Justice and Peace and Galaxies

By Adam Hincks, S.J.

(Photo: VIS - news.va)

I found Him in the shining of the stars. –Tennyson

What do galaxies have to do with justice and peace? It is perhaps a curious question to ask, but it is one that came up during the 2014 Vatican Observatory Summer School held last month. This four week programme, offered every two years, is for beginning graduate students or upper-year undergraduates in astronomy. One of its unique features is that a maximum of two students are accepted from any one country, making it a very international experience. The school this year, on the topic of “Galaxies: Near and Far, Old and Young”, had twenty-five students from twenty-three countries.

I was very happy to be invited by Fr. José Funes, S.J., the director of the Vatican Observatory, to help out at the summer school. My auspicious title was “faculty assistant”— that is, a liaison between the faculty and the students. In particular, I acted as a guide to the students for the research projects that they were assigned, and also made sure the necessary technology was purring along.

Each day, there is a full morning of lectures, and afternoons are left free for the students to work on their homework and to recreate. Throughout the school there were short presentations from the students on their home countries and their own research. But in addition to academics, there were opportunities for other cultural experiences. Each weekend we took a field trip together, and over the course of the summer school were able to see Assisi, Florence, Siena and Ostia Antica. The town of Albano, next to the papal summer residence on whose grounds the Observatory is located, is itself a charming place. Finally, many of us took advantage of the proximity to Rome to take in the culture there.
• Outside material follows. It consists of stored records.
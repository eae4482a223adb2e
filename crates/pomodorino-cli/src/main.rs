use clap::{CommandFactory, Parser, Subcommand};

mod commands;

#[derive(Parser)]
#[command(name = "pomodorino-cli", version, about = "Pomodorino CLI")]
struct Cli {
    #[command(subcommand)]
    command: Commands,
}

#[derive(Subcommand)]
enum Commands {
    /// Run the countdown timer in the terminal
    Run(commands::run::RunArgs),
    /// Configuration management
    Config {
        #[command(subcommand)]
        action: commands::config::ConfigAction,
    },
    /// Generate shell completions
    Completions {
        #[arg(value_enum)]
        shell: clap_complete::Shell,
    },
}

fn main() {
    let cli = Cli::parse();
    let result = match cli.command {
        Commands::Run(args) => commands::run::run(args),
        Commands::Config { action } => commands::config::run(action),
        Commands::Completions { shell } => {
            clap_complete::generate(
                shell,
                &mut Cli::command(),
                "pomodorino-cli",
                &mut std::io::stdout(),
            );
            Ok(())
        }
    };

    if let Err(e) = result {
        eprintln!("error: {e}");
        std::process::exit(1);
    }
}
But to come back to my original question: what do galaxies have to do with justice and peace? Pope Francis, in an audience we were privileged to have with him near the end of the school, told us:
The Vatican Observatory School in Astrophysics is … a place where young people the world over can engage in dialogue and collaboration, helping one another in the search for truth, which in this case is concretized in the study of galaxies. This simple and practical initiative shows how the sciences can be a fitting and effective means for promoting peace and justice.
We tend to think of justice and peace in terms of politics, economics or activism, but they are issues that encompass all of human affairs, including academic life. In the quote above, Francis singles out dialogue and collaboration as ingredients of academic progress, which are activities that explicitly promote justice and peace. But this is not all. Near the end of his address, he said:
I would also encourage you to share with people in your own countries the knowledge about the universe which you have acquired. Only a fraction of the global population has access to such knowledge, which opens the heart and the mind to the great questions which human beings have always asked.
Part of the reason, then, that the school was a contribution to justice and peace, is that it provides an opportunity for the dissemination of scientific knowledge. Some of the students at the school were from countries where astrophysical research barely exists or is underfunded, and they will be able to contribute to building it up. Others, who come from countries with more well-established research centres, may be able to continue that heritage.

In both cases, sharing “knowledge about the universe” is a part of justice and peace. Politics, economics and activism are means, not ends. Justice and peace are only truly realised in a culture in which people are free and capable of exploring the world they live in and are united in a common pursuit of truth. For it is only when we have engaged with the “great questions which human beings have always asked” that we can have any basis or motivation for even desiring a just and peaceful society.